▶ AIM OF THE EXERCISE:
Among the records below, find each line containing the word "write" and copy it.

[Stored data]
impl Quiz {
    /// Create an empty quiz dated now.
    pub fn new(name: impl Into<String>, course_name: impl Into<String>) -> Self {
        Self::with_date(name, course_name, Utc::now())
    }

    pub fn with_date(
        name: impl Into<String>,
        course_name: impl Into<String>,
        date: DateTime<Utc>,
    ) -> Self {
        Self {
            name: name.into(),
            course_name: course_name.into(),
            date,
            questions: Vec::new(),
            students: Vec::new(),
        }
    }

    /// Append a question. Duplicate ids are accepted.
    pub fn add_question(&mut self, question: Question) {
        self.questions.push(question);
    }

    /// Append a student. Duplicate ids are accepted.
    pub fn add_student(&mut self, student: Student) {
        self.students.push(student);
    }

    /// First question with the given id.
    pub fn question_by_id(&self, question_id: u32) -> Option<&Question> {
        self.questions.iter().find(|q| q.question_id == question_id)
    }

    /// First student with the given id.
    pub fn student_by_id(&self, student_id: &str) -> Option<&Student> {
        self.students.iter().find(|s| s.student_id == student_id)
    }

    /// Sum of points earned over every recorded response, including
    /// responses whose question is not part of this quiz.
    pub fn student_total_score(&self, student: &Student) -> f64 {
        student.responses.iter().map(|r| r.points_earned).sum()
    }

    /// Points available across the whole quiz.
    ///
    /// This is the same for every student: skipped questions still count
    /// toward the total.
    pub fn student_total_possible(&self) -> f64 {
        self.questions.iter().map(|q| q.points).sum()
    }

    /// Overall percentage for a student, `0.0` if the quiz has no points.
    pub fn student_percentage(&self, student: &Student) -> f64 {
        let total = self.student_total_possible();
        if total == 0.0 {
            return 0.0;
        }
        self.student_total_score(student) / total * 100.0
    }

    /// Topics where one of the student's responses scored strictly below
    /// `threshold` percent.
    ///
    /// Responses to unknown questions and questions without a mapped topic
    /// are ignored. The set has no meaningful iteration order.
    pub fn student_weak_topics(&self, student: &Student, threshold: f64) -> HashSet<String> {
        let mut weak = HashSet::new();
        for response in &student.responses {
            let Some(question) = self.question_by_id(response.question_id) else {
                continue;
            };
            let Some(topic) = &question.mapped_topic else {
                continue;
            };
            if response.score_percentage(question) < threshold {
                weak.insert(topic.clone());
            }
        }
        weak
    }

    /// [`Quiz::student_weak_topics`] at [`DEFAULT_WEAK_THRESHOLD`].
    pub fn student_weak_topics_default(&self, student: &Student) -> HashSet<String> {
        self.student_weak_topics(student, DEFAULT_WEAK_THRESHOLD)
    }

    /// Mean student percentage, `0.0` with no students.
    pub fn class_average(&self) -> f64 {
        self.average_percentage(self.students.iter())
    }

    /// Students whose section matches exactly (case-sensitive).
    pub fn students_by_section(&self, section: &str) -> Vec<&Student> {
        self.students
            .iter()
            .filter(|s| s.section == section)
            .collect()
    }

    /// Mean student percentage within one section, `0.0` if it is empty.
    pub fn section_average(&self, section: &str) -> f64 {
        self.average_percentage(self.students.iter().filter(|s| s.section == section))
    }

    /// Distinct section labels. Iteration order is unspecified.
    pub fn all_sections(&self) -> HashSet<String> {
        self.students.iter().map(|s| s.section.clone()).collect()
    }

    fn average_percentage<'a>(&self, students: impl Iterator<Item = &'a Student>) -> f64 {
        let (sum, count) = students.fold((0.0, 0usize), |(sum, count), s| {
            (sum + self.student_percentage(s), count + 1)
        });
        if count == 0 {
            return 0.0;
        }
        sum / count as f64
    }
}
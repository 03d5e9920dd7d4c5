pub mod analyze;
pub mod extract_topics;
pub mod init;
pub mod student;
pub mod validate;

/// Check a threshold given on the command line. Percentages are not
/// clamped, so values above 100 or below 0 are allowed.
pub fn check_threshold(threshold: f64) -> anyhow::Result<()> {
    anyhow::ensure!(
        threshold.is_finite(),
        "threshold must be a finite number, got {threshold}"
    );
    Ok(())
}
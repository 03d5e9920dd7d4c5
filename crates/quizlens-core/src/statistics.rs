//! Per-topic aggregate statistics.
//!
//! Everything here is derived from [`Quiz`] on demand; nothing is cached.
//! Maps are `BTreeMap`s so reports render in a stable order.

use std::collections::BTreeMap;

use serde::{Deserialize, Serialize};

use crate::model::Quiz;

/// How a class performed on one topic.
#[derive(Debug, Clone, PartialEq, Serialize, Deserialize)]
pub struct TopicStats {
    /// Topic name as it appears in `Question::mapped_topic`.
    pub topic: String,
    /// Questions whose primary topic is this one.
    pub question_count: usize,
    /// Responses to those questions.
    pub response_count: usize,
    /// Mean response score percentage, `0.0` with no responses.
    pub average_percentage: f64,
    /// Students for whom this topic is weak.
    pub weak_student_count: usize,
}

/// Per-section averages.
#[derive(Debug, Clone, PartialEq, Serialize, Deserialize)]
pub struct SectionStats {
    pub section: String,
    pub student_count: usize,
    pub average_percentage: f64,
}

/// Number of students that have each topic as a weak topic.
pub fn weak_topic_frequency(quiz: &Quiz, threshold: f64) -> BTreeMap<String, usize> {
    let mut frequency = BTreeMap::new();
    for student in &quiz.students {
        for topic in quiz.student_weak_topics(student, threshold) {
            *frequency.entry(topic).or_insert(0) += 1;
        }
    }
    frequency
}

/// Compute [`TopicStats`] for every mapped topic in the quiz.
///
/// Only the primary topic counts. Responses to questions that are missing
/// from the quiz are skipped.
pub fn topic_performance(quiz: &Quiz, threshold: f64) -> BTreeMap<String, TopicStats> {
    let mut stats: BTreeMap<String, TopicStats> = BTreeMap::new();
    let mut sums: BTreeMap<String, f64> = BTreeMap::new();

    for question in &quiz.questions {
        if let Some(topic) = &question.mapped_topic {
            entry(&mut stats, topic).question_count += 1;
        }
    }

    for student in &quiz.students {
        for response in &student.responses {
            let Some(question) = quiz.question_by_id(response.question_id) else {
                continue;
            };
            let Some(topic) = &question.mapped_topic else {
                continue;
            };
            entry(&mut stats, topic).response_count += 1;
            *sums.entry(topic.clone()).or_insert(0.0) += response.score_percentage(question);
        }
    }

    for (topic, count) in weak_topic_frequency(quiz, threshold) {
        entry(&mut stats, &topic).weak_student_count = count;
    }

    for (topic, s) in stats.iter_mut() {
        if s.response_count > 0 {
            let sum = sums.get(topic).copied().unwrap_or(0.0);
            s.average_percentage = sum / s.response_count as f64;
        }
    }

    stats
}

fn entry<'a>(stats: &'a mut BTreeMap<String, TopicStats>, topic: &str) -> &'a mut TopicStats {
    stats
        .entry(topic.to_string())
        .or_insert_with(|| TopicStats {
            topic: topic.to_string(),
            question_count: 0,
            response_count: 0,
            average_percentage: 0.0,
            weak_student_count: 0,
        })
}

/// Averages for every section in the quiz.
pub fn section_breakdown(quiz: &Quiz) -> BTreeMap<String, SectionStats> {
    quiz.all_sections()
        .into_iter()
        .map(|section| {
            let stats = SectionStats {
                student_count: quiz.students_by_section(&section).len(),
                average_percentage: quiz.section_average(&section),
                section: section.clone(),
            };
            (section, stats)
        })
        .collect()
}
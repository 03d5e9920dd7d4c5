//! The `quizlens extract-topics` command.

use std::path::PathBuf;

use anyhow::{Context, Result};
use comfy_table::{Cell, Table};

use quizlens_core::model::Syllabus;
use quizlens_core::parser;
use quizlens_providers::config::load_config_from;
use quizlens_providers::LlmAssistant;

pub async fn execute(
    text_path: PathBuf,
    course_name: String,
    course_code: String,
    output: Option<PathBuf>,
    config_path: Option<PathBuf>,
) -> Result<()> {
    let text = std::fs::read_to_string(&text_path)
        .with_context(|| format!("failed to read syllabus text: {}", text_path.display()))?;
    anyhow::ensure!(
        !text.trim().is_empty(),
        "syllabus text is empty: {}",
        text_path.display()
    );

    let config = load_config_from(config_path.as_deref())?;
    let assistant = LlmAssistant::new(config.default_llm()?, config.assistant_models());

    eprintln!("Extracting topics with '{}'...", config.default_provider);
    let topics = assistant.extract_topics(&text).await?;
    anyhow::ensure!(
        !topics.is_empty(),
        "no topics could be extracted from {}",
        text_path.display()
    );

    let mut syllabus = Syllabus::new(course_name, course_code);
    syllabus.raw_text = text;
    for topic in topics {
        syllabus.add_topic(topic);
    }

    for w in parser::validate_syllabus(&syllabus) {
        eprintln!("WARNING: {}", w.message);
    }

    let mut table = Table::new();
    table.set_header(vec!["Week", "Topic", "Subtopics"]);
    for topic in &syllabus.topics {
        table.add_row(vec![
            Cell::new(topic.week.map(|w| w.to_string()).unwrap_or_default()),
            Cell::new(&topic.name),
            Cell::new(topic.subtopics.join(", ")),
        ]);
    }
    eprintln!("{table}");

    let rendered = parser::syllabus_to_toml(&syllabus)?;
    match output {
        Some(path) => {
            if let Some(parent) = path.parent().filter(|p| !p.as_os_str().is_empty()) {
                std::fs::create_dir_all(parent)?;
            }
            std::fs::write(&path, rendered)
                .with_context(|| format!("failed to write syllabus: {}", path.display()))?;
            eprintln!("Syllabus written to: {}", path.display());
        }
        None => print!("{rendered}"),
    }

    Ok(())
}
//! Quiz and syllabus loaders.
//!
//! Loads quizzes and syllabi from TOML (or JSON) files and directories, and
//! validates them. The aggregates themselves never reject bad data; this is
//! the place where anomalies get reported.

use std::collections::{HashMap, HashSet};
use std::path::Path;

use anyhow::{Context, Result};
use chrono::{DateTime, NaiveDate, Utc};
use serde::{Deserialize, Serialize};

use crate::model::{Question, Quiz, Student, StudentResponse, Syllabus, Topic};

// ---------------------------------------------------------------------------
// Quiz files
// ---------------------------------------------------------------------------

/// Intermediate TOML structure for quiz files.
#[derive(Debug, Deserialize)]
struct TomlQuizFile {
    quiz: TomlQuizHeader,
    #[serde(default)]
    questions: Vec<TomlQuestion>,
    #[serde(default)]
    students: Vec<TomlStudent>,
}

#[derive(Debug, Deserialize)]
struct TomlQuizHeader {
    name: String,
    course_name: String,
    #[serde(default)]
    date: Option<String>,
}

#[derive(Debug, Deserialize)]
struct TomlQuestion {
    id: u32,
    text: String,
    #[serde(default)]
    correct_answer: String,
    points: f64,
    #[serde(default)]
    mapped_topic: Option<String>,
    #[serde(default)]
    secondary_topics: Vec<String>,
}

#[derive(Debug, Deserialize)]
struct TomlStudent {
    id: String,
    name: String,
    #[serde(default)]
    section: String,
    #[serde(default)]
    responses: Vec<TomlResponse>,
}

#[derive(Debug, Deserialize)]
struct TomlResponse {
    question_id: u32,
    #[serde(default)]
    response: String,
    points_earned: f64,
    #[serde(default)]
    is_correct: bool,
}

/// Parse a quiz date: RFC 3339 or a plain `YYYY-MM-DD` (midnight UTC).
fn parse_date(s: &str) -> Result<DateTime<Utc>> {
    if let Ok(dt) = DateTime::parse_from_rfc3339(s) {
        return Ok(dt.with_timezone(&Utc));
    }
    let date = NaiveDate::parse_from_str(s, "%Y-%m-%d")
        .with_context(|| format!("invalid quiz date: {s}"))?;
    let midnight = date
        .and_hms_opt(0, 0, 0)
        .ok_or_else(|| anyhow::anyhow!("invalid quiz date: {s}"))?;
    Ok(midnight.and_utc())
}

fn is_json(path: &Path) -> bool {
    path.extension().is_some_and(|ext| ext == "json")
}

/// Load a quiz from a `.toml` or `.json` file.
pub fn parse_quiz(path: &Path) -> Result<Quiz> {
    let content = std::fs::read_to_string(path)
        .with_context(|| format!("failed to read quiz file: {}", path.display()))?;

    if is_json(path) {
        return serde_json::from_str(&content)
            .with_context(|| format!("failed to parse quiz JSON: {}", path.display()));
    }

    parse_quiz_str(&content, path)
}

/// Parse a quiz TOML string (useful for testing).
pub fn parse_quiz_str(content: &str, source_path: &Path) -> Result<Quiz> {
    let parsed: TomlQuizFile = toml::from_str(content)
        .with_context(|| format!("failed to parse TOML: {}", source_path.display()))?;

    let mut quiz = match parsed.quiz.date.as_deref() {
        Some(date) => Quiz::with_date(
            parsed.quiz.name,
            parsed.quiz.course_name,
            parse_date(date)?,
        ),
        None => Quiz::new(parsed.quiz.name, parsed.quiz.course_name),
    };

    for q in parsed.questions {
        quiz.add_question(Question {
            question_id: q.id,
            question_text: q.text,
            correct_answer: q.correct_answer,
            points: q.points,
            mapped_topic: q.mapped_topic,
            secondary_topics: q.secondary_topics,
        });
    }

    for s in parsed.students {
        let mut student = Student::new(s.id, s.name, s.section);
        for r in s.responses {
            student.add_response(
                StudentResponse::new(r.question_id, r.response, r.points_earned)
                    .correct(r.is_correct),
            );
        }
        quiz.add_student(student);
    }

    Ok(quiz)
}

/// Recursively load every `.toml`/`.json` quiz file in a directory.
///
/// Files that fail to parse are skipped with a warning.
pub fn load_quiz_directory(dir: &Path) -> Result<Vec<Quiz>> {
    let mut quizzes = Vec::new();

    if !dir.is_dir() {
        anyhow::bail!("not a directory: {}", dir.display());
    }

    let mut entries = std::fs::read_dir(dir)
        .with_context(|| format!("failed to read directory: {}", dir.display()))?
        .collect::<std::io::Result<Vec<_>>>()?;
    entries.sort_by_key(|e| e.path());

    for entry in entries {
        let path = entry.path();

        if path.is_dir() {
            quizzes.extend(load_quiz_directory(&path)?);
        } else if path
            .extension()
            .is_some_and(|ext| ext == "toml" || ext == "json")
        {
            match parse_quiz(&path) {
                Ok(quiz) => quizzes.push(quiz),
                Err(e) => {
                    tracing::warn!("skipping {}: {:#}", path.display(), e);
                }
            }
        }
    }

    Ok(quizzes)
}

// ---------------------------------------------------------------------------
// Syllabus files
// ---------------------------------------------------------------------------

/// TOML structure for syllabus files. Also used to write extracted syllabi.
#[derive(Debug, Serialize, Deserialize)]
struct TomlSyllabusFile {
    syllabus: TomlSyllabusHeader,
    #[serde(default)]
    topics: Vec<TomlTopic>,
}

#[derive(Debug, Serialize, Deserialize)]
struct TomlSyllabusHeader {
    course_name: String,
    #[serde(default)]
    course_code: String,
    #[serde(default, skip_serializing_if = "String::is_empty")]
    raw_text: String,
}

#[derive(Debug, Serialize, Deserialize)]
struct TomlTopic {
    name: String,
    #[serde(default, skip_serializing_if = "Option::is_none")]
    description: Option<String>,
    #[serde(default, skip_serializing_if = "Option::is_none")]
    week: Option<u32>,
    #[serde(default, skip_serializing_if = "Vec::is_empty")]
    subtopics: Vec<String>,
}

/// Load a syllabus from a `.toml` or `.json` file.
pub fn parse_syllabus(path: &Path) -> Result<Syllabus> {
    let content = std::fs::read_to_string(path)
        .with_context(|| format!("failed to read syllabus file: {}", path.display()))?;

    if is_json(path) {
        return serde_json::from_str(&content)
            .with_context(|| format!("failed to parse syllabus JSON: {}", path.display()));
    }

    parse_syllabus_str(&content, path)
}

/// Parse a syllabus TOML string.
pub fn parse_syllabus_str(content: &str, source_path: &Path) -> Result<Syllabus> {
    let parsed: TomlSyllabusFile = toml::from_str(content)
        .with_context(|| format!("failed to parse TOML: {}", source_path.display()))?;

    let mut syllabus = Syllabus::new(parsed.syllabus.course_name, parsed.syllabus.course_code);
    syllabus.raw_text = parsed.syllabus.raw_text;

    for t in parsed.topics {
        syllabus.add_topic(Topic {
            name: t.name,
            description: t.description,
            week: t.week,
            subtopics: t.subtopics,
        });
    }

    Ok(syllabus)
}

/// Render a syllabus in the TOML layout [`parse_syllabus_str`] reads.
pub fn syllabus_to_toml(syllabus: &Syllabus) -> Result<String> {
    let file = TomlSyllabusFile {
        syllabus: TomlSyllabusHeader {
            course_name: syllabus.course_name.clone(),
            course_code: syllabus.course_code.clone(),
            raw_text: syllabus.raw_text.clone(),
        },
        topics: syllabus
            .topics
            .iter()
            .map(|t| TomlTopic {
                name: t.name.clone(),
                description: t.description.clone(),
                week: t.week,
                subtopics: t.subtopics.clone(),
            })
            .collect(),
    };
    toml::to_string_pretty(&file).context("failed to serialize syllabus")
}

// ---------------------------------------------------------------------------
// Validation
// ---------------------------------------------------------------------------

/// A warning from quiz or syllabus validation.
#[derive(Debug, Clone)]
pub struct ValidationWarning {
    /// What the warning is about, e.g. "question 3" or "student s-17".
    pub subject: Option<String>,
    /// Warning message.
    pub message: String,
}

impl ValidationWarning {
    fn about(subject: impl Into<String>, message: impl Into<String>) -> Self {
        Self {
            subject: Some(subject.into()),
            message: message.into(),
        }
    }
}

/// Check a quiz for data-integrity problems the aggregates tolerate.
///
/// When a syllabus is given, topic names are also checked against it.
pub fn validate_quiz(quiz: &Quiz, syllabus: Option<&Syllabus>) -> Vec<ValidationWarning> {
    let mut warnings = Vec::new();

    // Duplicate question IDs
    let mut seen_questions = HashSet::new();
    for q in &quiz.questions {
        if !seen_questions.insert(q.question_id) {
            warnings.push(ValidationWarning::about(
                format!("question {}", q.question_id),
                format!("duplicate question ID: {}", q.question_id),
            ));
        }
        if q.points < 0.0 {
            warnings.push(ValidationWarning::about(
                format!("question {}", q.question_id),
                format!("negative points: {}", q.points),
            ));
        }
        if q.mapped_topic.is_none() {
            warnings.push(ValidationWarning::about(
                format!("question {}", q.question_id),
                "no mapped topic",
            ));
        }
    }

    // Duplicate student IDs
    let mut seen_students = HashSet::new();
    for s in &quiz.students {
        if !seen_students.insert(s.student_id.as_str()) {
            warnings.push(ValidationWarning::about(
                format!("student {}", s.student_id),
                format!("duplicate student ID: {}", s.student_id),
            ));
        }
    }

    // Responses
    for s in &quiz.students {
        let mut answered: HashMap<u32, usize> = HashMap::new();
        for r in &s.responses {
            *answered.entry(r.question_id).or_insert(0) += 1;

            let Some(question) = quiz.question_by_id(r.question_id) else {
                warnings.push(ValidationWarning::about(
                    format!("student {}", s.student_id),
                    format!("response to unknown question {}", r.question_id),
                ));
                continue;
            };

            if r.points_earned < 0.0 || r.points_earned > question.points {
                warnings.push(ValidationWarning::about(
                    format!("student {}", s.student_id),
                    format!(
                        "points earned {} outside 0..={} on question {}",
                        r.points_earned, question.points, r.question_id
                    ),
                ));
            }
        }

        let mut repeated: Vec<u32> = answered
            .into_iter()
            .filter(|&(_, n)| n > 1)
            .map(|(id, _)| id)
            .collect();
        repeated.sort_unstable();
        for id in repeated {
            warnings.push(ValidationWarning::about(
                format!("student {}", s.student_id),
                format!("multiple responses to question {id}"),
            ));
        }
    }

    // Topic names against the syllabus
    if let Some(syllabus) = syllabus {
        for q in &quiz.questions {
            let topics = q.mapped_topic.iter().chain(q.secondary_topics.iter());
            for topic in topics {
                if syllabus.topic_by_name(topic).is_none() {
                    warnings.push(ValidationWarning::about(
                        format!("question {}", q.question_id),
                        format!("topic not in syllabus: {topic}"),
                    ));
                }
            }
        }
    }

    warnings
}

/// Check a syllabus for duplicate or empty topic names.
pub fn validate_syllabus(syllabus: &Syllabus) -> Vec<ValidationWarning> {
    let mut warnings = Vec::new();
    let mut seen = HashSet::new();

    for (i, topic) in syllabus.topics.iter().enumerate() {
        if topic.name.trim().is_empty() {
            warnings.push(ValidationWarning::about(
                format!("topic #{}", i + 1),
                "topic name is empty",
            ));
            continue;
        }
        if !seen.insert(topic.name.to_lowercase()) {
            warnings.push(ValidationWarning::about(
                format!("topic {}", topic.name),
                format!("duplicate topic name: {}", topic.name),
            ));
        }
    }

    if syllabus.topics.is_empty() {
        warnings.push(ValidationWarning {
            subject: None,
            message: "syllabus has no topics".into(),
        });
    }

    warnings
}
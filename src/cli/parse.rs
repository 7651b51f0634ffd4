//! CLI parse: clap types for shutils. No behavior; definitions only.
//!
//! Global options come first; everything from the command word onward is kept
//! verbatim and handed to the argument validator.

use clap::Parser;
use std::path::PathBuf;

/// shutils - echo, cat, ls, find and grep for the working directory
#[derive(Parser, Debug)]
#[command(name = "shutils")]
#[command(about = "Minimal echo, cat, ls, find and grep for the current working directory")]
pub struct Cli {
    /// Configuration file path (overrides default config loading)
    #[arg(long)]
    pub config: Option<PathBuf>,

    /// Enable verbose logging on stderr (default: off)
    #[arg(long, default_value = "false")]
    pub verbose: bool,

    /// Log level (trace, debug, info, warn, error, off)
    #[arg(long)]
    pub log_level: Option<String>,

    /// Log format (json, text)
    #[arg(long)]
    pub log_format: Option<String>,

    /// Log output (stderr, stdout, off)
    #[arg(long)]
    pub log_output: Option<String>,

    /// Command word followed by its arguments
    #[arg(trailing_var_arg = true, allow_hyphen_values = true)]
    pub args: Vec<String>,
}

▶ RESPONSE:
            std::fs::write(&path, rendered)
                .with_context(|| format!("failed to write syllabus: {}", path.display()))?;
/// TOML structure for syllabus files. Also used to write extracted syllabi.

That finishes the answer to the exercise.